The funding, announced on Monday, will support the Swash data monetization browser extension as well as the development of a “Data Union” marketplace protocol. Later this year, Swash plans to release a suite of data science and developer tools, allowing developers and businesses to build on top of the platform.
Massive internet companies like to hoard the data we all generate, which has been dubbed the “crude oil” of the digital economy. Tools like the Swash browser extension, which has over 64,000 users, enable users to take control of their data and earn a passive income from it.
According to Swash chief marketing officer Chloe Diamond, user adoption for the browser has been faster than expected in recent months. “It means that our mission resonates with ordinary people. It only takes a few minutes, and once you’ve installed the browser application, it basically captures your data while you’re browsing the web,” Diamond explained in an interview.

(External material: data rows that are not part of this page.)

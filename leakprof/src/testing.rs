//! In-memory stand-ins for the host collaborators, shared by unit tests.

use parking_lot::Mutex;

use crate::{
    HeapRegion, ObjectDescription, ObjectRef, ObjectShape, Reference,
    ReferenceIterator, RootEnumerator, RootId, RootInfo, RootKind, RootSystem,
    WeakHandle, WeakReferenceRegistry,
};

const BASE: usize = 0x1000;
const ALIGN: usize = 16;
const MAX_OBJECTS: usize = 1 << 16;

/// Address of the `n`th test object. `n` starts at 1.
pub(crate) fn obj(n: usize) -> ObjectRef {
    ObjectRef::new(BASE + n * ALIGN).expect("test object address is non-zero")
}

// ── Weak references ───────────────────────────────────────────────────

#[derive(Debug, Default)]
struct Slot {
    target: Option<ObjectRef>,
    released: bool,
}

#[derive(Debug, Default)]
pub(crate) struct TestRegistry {
    slots: Mutex<Vec<Slot>>,
}

impl TestRegistry {
    /// Clears every weak slot pointing at `object`, like a collector would.
    pub(crate) fn kill(&self, object: ObjectRef) {
        for slot in self.slots.lock().iter_mut() {
            if slot.target == Some(object) {
                slot.target = None;
            }
        }
    }

    pub(crate) fn live_handles(&self) -> usize {
        self.slots.lock().iter().filter(|s| !s.released).count()
    }
}

impl WeakReferenceRegistry for TestRegistry {
    fn register(&self, object: ObjectRef) -> WeakHandle {
        let mut slots = self.slots.lock();
        slots.push(Slot {
            target: Some(object),
            released: false,
        });
        WeakHandle(slots.len() as u64 - 1)
    }

    fn resolve(&self, handle: WeakHandle) -> Option<ObjectRef> {
        let slots = self.slots.lock();
        let slot = slots.get(handle.0 as usize)?;
        if slot.released { None } else { slot.target }
    }

    fn release(&self, handle: WeakHandle) {
        if let Some(slot) = self.slots.lock().get_mut(handle.0 as usize) {
            assert!(!slot.released, "weak handle released twice");
            slot.released = true;
        }
    }
}

// ── Object graph ──────────────────────────────────────────────────────

#[derive(Debug)]
struct Node {
    slots: Vec<Option<ObjectRef>>,
    array: bool,
    live: bool,
}

/// A tiny object graph: instances with an append-only field list, object
/// arrays with fixed length, and root slots.
#[derive(Debug, Default)]
pub(crate) struct TestGraph {
    nodes: Vec<Node>,
    roots: Vec<Option<ObjectRef>>,
}

impl TestGraph {
    pub(crate) fn new() -> Self {
        Self::default()
    }

    fn node(&self, object: ObjectRef) -> &Node {
        &self.nodes[(object.addr() - BASE) / ALIGN - 1]
    }

    fn node_mut(&mut self, object: ObjectRef) -> &mut Node {
        &mut self.nodes[(object.addr() - BASE) / ALIGN - 1]
    }

    pub(crate) fn object(&mut self) -> ObjectRef {
        self.nodes.push(Node {
            slots: Vec::new(),
            array: false,
            live: true,
        });
        obj(self.nodes.len())
    }

    pub(crate) fn array(&mut self, length: usize) -> ObjectRef {
        self.nodes.push(Node {
            slots: vec![None; length],
            array: true,
            live: true,
        });
        obj(self.nodes.len())
    }

    /// Adds a field to `from` pointing at `to`. Returns the field index.
    pub(crate) fn link(&mut self, from: ObjectRef, to: ObjectRef) -> u32 {
        let node = self.node_mut(from);
        assert!(!node.array, "use set_element for arrays");
        node.slots.push(Some(to));
        node.slots.len() as u32 - 1
    }

    pub(crate) fn set_element(&mut self, array: ObjectRef, index: usize, to: ObjectRef) {
        self.node_mut(array).slots[index] = Some(to);
    }

    pub(crate) fn root(&mut self, to: ObjectRef) -> RootId {
        self.roots.push(Some(to));
        RootId(self.roots.len() as u64 - 1)
    }

    pub(crate) fn empty_root(&mut self) -> RootId {
        self.roots.push(None);
        RootId(self.roots.len() as u64 - 1)
    }

    pub(crate) fn kill(&mut self, object: ObjectRef) {
        self.node_mut(object).live = false;
    }

    /// Builds `root -> o[0] -> o[1] -> ... -> o[len - 1]` and returns the
    /// objects root-nearest first.
    pub(crate) fn chain(&mut self, len: usize) -> (RootId, Vec<ObjectRef>) {
        let objects: Vec<_> = (0..len).map(|_| self.object()).collect();
        for pair in objects.windows(2) {
            self.link(pair[0], pair[1]);
        }
        let root = self.root(objects[0]);
        (root, objects)
    }
}

impl RootEnumerator for TestGraph {
    fn for_each_root(&self, visitor: &mut dyn FnMut(RootId, Option<ObjectRef>)) {
        for (i, target) in self.roots.iter().enumerate() {
            visitor(RootId(i as u64), *target);
        }
    }

    fn describe_root(&self, root: RootId) -> RootInfo {
        RootInfo {
            id: root,
            system: RootSystem::Globals,
            kind: RootKind::GlobalHandle,
            description: Some(format!("test root {}", root.0)),
        }
    }
}

impl ReferenceIterator for TestGraph {
    fn region(&self) -> HeapRegion {
        HeapRegion::new(BASE, MAX_OBJECTS * ALIGN, ALIGN)
    }

    fn shape(&self, object: ObjectRef) -> ObjectShape {
        let node = self.node(object);
        if node.array {
            ObjectShape::ObjectArray {
                length: node.slots.len(),
            }
        } else if node.slots.is_empty() {
            ObjectShape::Leaf
        } else {
            ObjectShape::Instance
        }
    }

    fn for_each_outgoing_reference(
        &self,
        object: ObjectRef,
        visitor: &mut dyn FnMut(Reference, Option<ObjectRef>),
    ) {
        for (i, target) in self.node(object).slots.iter().enumerate() {
            let reference = Reference::Field {
                holder: object,
                index: i as u32,
            };
            visitor(reference, *target);
        }
    }

    fn for_each_outgoing_reference_range(
        &self,
        object: ObjectRef,
        begin: usize,
        end: usize,
        visitor: &mut dyn FnMut(Reference, Option<ObjectRef>),
    ) {
        for (i, target) in self.node(object).slots[begin..end].iter().enumerate() {
            let reference = Reference::Element {
                holder: object,
                index: (begin + i) as u32,
            };
            visitor(reference, *target);
        }
    }

    fn is_live(&self, object: ObjectRef) -> bool {
        self.node(object).live
    }

    fn describe_object(&self, object: ObjectRef) -> Option<ObjectDescription> {
        let node = self.node(object);
        Some(ObjectDescription {
            type_name: if node.array { "Array" } else { "Node" }.to_string(),
            size: ALIGN * (1 + node.slots.len()),
            detail: None,
        })
    }

    fn field_name(&self, _holder: ObjectRef, index: u32) -> Option<String> {
        Some(format!("f{index}"))
    }
}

Swash user data is then aggregated and sold in a Data Union to buyers ranging from advertising and brand awareness firms to hedge funds. Profits are divided among Data Union members. According to Diamond, a SWASH token will be introduced soon to handle these types of transactions, among other things, but for the time being, it is paid with Streamr DATA tokens, an early partner of Swash.

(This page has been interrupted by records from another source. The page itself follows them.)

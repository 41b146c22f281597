/// Object type tag kept in every header.
#[derive(Debug, Clone, Copy, PartialEq, Eq)]
#[repr(u8)]
pub enum ObjectType {
    Instance = 0,
    ObjectArray,
    ByteArray,
    Str,
}

impl ObjectType {
    /// Whether objects of this type can hold references.
    #[inline(always)]
    pub const fn has_references(self) -> bool {
        matches!(self, ObjectType::Instance | ObjectType::ObjectArray)
    }
}

/// Collector bookkeeping flags.
#[derive(Debug, Clone, Copy, PartialEq, Eq, Default)]
#[repr(transparent)]
pub struct HeaderFlags(pub u8);

impl HeaderFlags {
    pub const NONE: Self = Self(0);
    pub const MARKED: Self = Self(1 << 0);
    /// Never reclaimed, even when unreachable.
    pub const PINNED: Self = Self(1 << 1);

    #[inline(always)]
    pub const fn contains(self, flag: Self) -> bool {
        self.0 & flag.0 == flag.0
    }

    #[inline(always)]
    pub const fn with(self, flag: Self) -> Self {
        Self(self.0 | flag.0)
    }

    #[inline(always)]
    pub const fn without(self, flag: Self) -> Self {
        Self(self.0 & !flag.0)
    }
}

/// Per-object metadata. The simulated heap keeps it next to the object's
/// body instead of in memory.
#[derive(Debug, Clone, Copy, PartialEq, Eq)]
pub struct Header {
    object_type: ObjectType,
    flags: HeaderFlags,
    /// Number of collections survived.
    age: u8,
    size: usize,
}

impl Header {
    pub fn new(object_type: ObjectType, size: usize) -> Self {
        Self {
            object_type,
            flags: HeaderFlags::NONE,
            age: 0,
            size,
        }
    }

    #[inline(always)]
    pub fn object_type(&self) -> ObjectType {
        self.object_type
    }

    /// Allocated size in bytes, alignment padding included.
    #[inline(always)]
    pub fn size(&self) -> usize {
        self.size
    }

    // ── flags ──────────────────────────────────────────────────────

    #[inline(always)]
    pub fn flags(&self) -> HeaderFlags {
        self.flags
    }

    #[inline(always)]
    pub fn has_flag(&self, flag: HeaderFlags) -> bool {
        self.flags.contains(flag)
    }

    #[inline(always)]
    pub fn add_flag(&mut self, flag: HeaderFlags) {
        self.flags = self.flags.with(flag);
    }

    #[inline(always)]
    pub fn remove_flag(&mut self, flag: HeaderFlags) {
        self.flags = self.flags.without(flag);
    }

    // ── age ────────────────────────────────────────────────────────

    #[inline(always)]
    pub fn age(&self) -> u8 {
        self.age
    }

    #[inline(always)]
    pub fn increment_age(&mut self) -> u8 {
        self.age = self.age.saturating_add(1);
        self.age
    }
}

“Until we decided to do this ecosystem expansion, it didn’t make sense for us to have a SWASH token, but now it does,” Diamond explained. “Obviously, timing is dependent on factors such as launchpad exchanges, but it will happen this year.”
Swash has collaborated closely with Ocean Protocol, a decentralized data market infrastructure firm, as well as Streamr, particularly on the business-to-business and data science fronts.
“We see that the mission of Swash aligns very closely with Ocean,” said Ocean Protocol founder Bruce Pon, who is also an advisor to Swash. “It’s about getting people’s data in a way that has their consent and has conditions for how they feel comfortable sharing the data while providing an economic incentive for them to do so.”